Viajamos hasta Barcelona gracias a la instatánea que nos ha enviado Elena Sánchez. Se trata de la Catedral gótica de la Santa Cruz y Santa Eulalia de Barcelona.
El templo actual se construyó durante los siglos XIII a XV sobre la antigua catedral románica, edificada a su vez sobre una iglesia de la época visigoda a la que precedió una basílica paleocristiana. El edificio es Bien de Interés Cultural y, desde el 2 de noviembre de 1929, Monumento Histórico-Artístico Nacional.
Está dedicada a la Santa Cruz desde el año 599 y se añadió a partir del año 877 a Santa Eulalia, patrona de la ciudad de Barcelona, una joven doncella que, de acuerdo con la tradición católica, sufrió el martirio durante la época romana.

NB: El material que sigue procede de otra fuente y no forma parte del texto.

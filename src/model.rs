//! The normalized WSDL domain model
//!
//! A [`ParsedModel`] is built once by the [`Extractor`](crate::extract::Extractor)
//! and only read afterwards. Every reference field holds a namespace-stripped
//! local name; it may be empty (absent in the source) or name something that
//! does not exist. Both are valid states. Lists keep document order and
//! duplicates.

use crate::anchors::AnchorCollision;
use serde::Serialize;

/// Everything extracted from one WSDL document
#[derive(Debug, Clone, Default, PartialEq, Serialize)]
#[serde(rename_all = "camelCase")]
pub struct ParsedModel {
    /// `targetNamespace` of the definitions element, or empty
    pub target_namespace: String,
    /// `wsdl:service` elements
    pub services: Vec<Service>,
    /// `wsdl:binding` elements
    pub bindings: Vec<Binding>,
    /// `wsdl:portType` elements
    pub port_types: Vec<PortType>,
    /// `wsdl:message` elements
    pub messages: Vec<Message>,
    /// Named complex types and top-level schema elements
    pub types: Vec<TypeEntry>,
    /// Distinct names whose anchors coincide
    #[serde(skip_serializing_if = "Vec::is_empty")]
    pub anchor_collisions: Vec<AnchorCollision>,
}

impl ParsedModel {
    /// SOAP action for an operation of a port type.
    ///
    /// The first binding whose `type` names the port type and which declares
    /// an operation of the same name decides; an empty string means no action
    /// (no such binding, or the binding operation carries none).
    pub fn soap_action_for(&self, port_type: &str, operation: &str) -> &str {
        self.bindings
            .iter()
            .filter(|b| b.port_type == port_type)
            .find_map(|b| b.operations.iter().find(|op| op.name == operation))
            .map(|op| op.soap_action.as_str())
            .unwrap_or_default()
    }

    /// Bindings implementing the given port type, in document order
    pub fn bindings_for<'a>(&'a self, port_type: &'a str) -> impl Iterator<Item = &'a Binding> + 'a {
        self.bindings.iter().filter(move |b| b.port_type == port_type)
    }

    /// First type entry with the given name
    pub fn type_entry(&self, name: &str) -> Option<&TypeEntry> {
        self.types.iter().find(|t| t.name() == name)
    }

    /// Distinct names whose anchors coincide, detected during extraction
    pub fn anchor_collisions(&self) -> &[AnchorCollision] {
        &self.anchor_collisions
    }
}

/// A `wsdl:service`
#[derive(Debug, Clone, Default, PartialEq, Serialize)]
pub struct Service {
    /// Service name
    pub name: String,
    /// Ports in document order
    pub ports: Vec<Port>,
}

/// A `wsdl:port` inside a service
#[derive(Debug, Clone, Default, PartialEq, Serialize)]
pub struct Port {
    /// Port name
    pub name: String,
    /// Referenced binding (stripped)
    pub binding: String,
    /// Endpoint address, SOAP 1.2 taking precedence over SOAP 1.1
    pub address: String,
}

/// A `wsdl:binding`
#[derive(Debug, Clone, Default, PartialEq, Serialize)]
#[serde(rename_all = "camelCase")]
pub struct Binding {
    /// Binding name
    pub name: String,
    /// Implemented port type (stripped `type` attribute); may not exist
    #[serde(rename = "type")]
    pub port_type: String,
    /// SOAP binding style, empty without a SOAP binding element
    pub style: String,
    /// SOAP transport URI, empty without a SOAP binding element
    pub transport: String,
    /// Operations in document order
    pub operations: Vec<BindingOperation>,
}

/// A `wsdl:operation` inside a binding
#[derive(Debug, Clone, Default, PartialEq, Serialize)]
#[serde(rename_all = "camelCase")]
pub struct BindingOperation {
    /// Operation name
    pub name: String,
    /// `soapAction` attribute, empty if absent
    pub soap_action: String,
}

/// A `wsdl:portType`
#[derive(Debug, Clone, Default, PartialEq, Serialize)]
pub struct PortType {
    /// Port type name
    pub name: String,
    /// Operations in document order
    pub operations: Vec<Operation>,
}

/// An abstract operation of a port type
#[derive(Debug, Clone, Default, PartialEq, Serialize)]
pub struct Operation {
    /// Operation name
    pub name: String,
    /// Trimmed `wsdl:documentation` text
    pub documentation: String,
    /// Input message (stripped), empty if absent
    pub input: String,
    /// Output message (stripped), empty if absent
    pub output: String,
}

/// A `wsdl:message`
#[derive(Debug, Clone, Default, PartialEq, Serialize)]
pub struct Message {
    /// Message name
    pub name: String,
    /// Parts in document order
    pub parts: Vec<Part>,
}

/// A `wsdl:part`
#[derive(Debug, Clone, Default, PartialEq, Serialize)]
pub struct Part {
    /// Part name
    pub name: String,
    /// Referenced schema element (stripped)
    pub element: String,
    /// Referenced schema type (stripped)
    #[serde(rename = "type")]
    pub type_ref: String,
}

/// What a part points at
#[derive(Debug, Clone, Copy, PartialEq, Eq)]
pub enum PartRef<'a> {
    /// `element="..."`
    Element(&'a str),
    /// `type="..."`
    Type(&'a str),
    /// Neither attribute present
    None,
}

impl Part {
    /// The part's reference; `element` wins when both are set
    pub fn reference(&self) -> PartRef<'_> {
        if !self.element.is_empty() {
            PartRef::Element(&self.element)
        } else if !self.type_ref.is_empty() {
            PartRef::Type(&self.type_ref)
        } else {
            PartRef::None
        }
    }
}

/// An entry of the type set: complex types and simple elements share one
/// namespace of names
#[derive(Debug, Clone, PartialEq, Serialize)]
#[serde(tag = "kind", rename_all = "camelCase")]
pub enum TypeEntry {
    /// Named complex type, or top-level element with an anonymous one
    ComplexType(ComplexType),
    /// Top-level element without a nested complex type
    Element(SimpleElement),
}

impl TypeEntry {
    /// Entry name
    pub fn name(&self) -> &str {
        match self {
            TypeEntry::ComplexType(ct) => &ct.name,
            TypeEntry::Element(el) => &el.name,
        }
    }

    /// Entry documentation, possibly empty
    pub fn documentation(&self) -> &str {
        match self {
            TypeEntry::ComplexType(ct) => &ct.documentation,
            TypeEntry::Element(el) => &el.documentation,
        }
    }
}

/// A complex type with its flattened field list
#[derive(Debug, Clone, Default, PartialEq, Serialize)]
pub struct ComplexType {
    /// Type name (the element name for promoted anonymous types)
    pub name: String,
    /// Annotation documentation
    pub documentation: String,
    /// Fields in document order
    pub fields: Vec<Field>,
}

/// A local `xsd:element` inside a complex type
#[derive(Debug, Clone, PartialEq, Serialize)]
#[serde(rename_all = "camelCase")]
pub struct Field {
    /// Field name
    pub name: String,
    /// Field type (stripped), possibly empty
    #[serde(rename = "type")]
    pub type_ref: String,
    /// `minOccurs`, default "1"
    pub min_occurs: String,
    /// `maxOccurs`, default "1", may be "unbounded"
    pub max_occurs: String,
    /// `nillable`, default "false"
    pub nillable: String,
    /// Annotation documentation
    pub documentation: String,
}

impl Default for Field {
    fn default() -> Self {
        Self {
            name: String::new(),
            type_ref: String::new(),
            min_occurs: "1".to_string(),
            max_occurs: "1".to_string(),
            nillable: "false".to_string(),
            documentation: String::new(),
        }
    }
}

impl Field {
    /// Whether `nillable` is literally "true"
    pub fn is_nillable(&self) -> bool {
        self.nillable == "true"
    }

    /// Occurrence range as `min..max`
    pub fn occurs(&self) -> String {
        format!("{}..{}", self.min_occurs, self.max_occurs)
    }
}

/// A top-level element with a scalar type
#[derive(Debug, Clone, Default, PartialEq, Serialize)]
#[serde(rename_all = "camelCase")]
pub struct SimpleElement {
    /// Element name
    pub name: String,
    /// Annotation documentation
    pub documentation: String,
    /// Data type (stripped), possibly empty
    pub data_type: String,
}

El origen más remoto de la catedral de Barcelona corresponde a una basílica de tres naves que al-Mansur destruyó en el año 925. Los restos de esta basílica se pueden ver en el Museo de Historia de la Ciudad.
La fachada del templo permaneció inacabada hasta principios del siglo XX. Fueron los arquitectos Josep Oriol Mestres y August Font i Carreras quienes acabaron las obras, inspirándose en un dibujo de principios del siglo XV del arquitecto francés Mestre Carlí; así, pues, no es de estilo gótico catalán, sino nórdico. Esta fachada mide 70 metros de altura y está coronada con una imagen de santa Helena, del escultor Eduard Alentorn.
En el claustro hay un surtidor donde el día del Corpus se hace bailar un huevo y, también, hay un estanque con trece ocas blancas, que son los años que tenía santa Eulàlia, según dice la leyenda, cuando la martirizaron.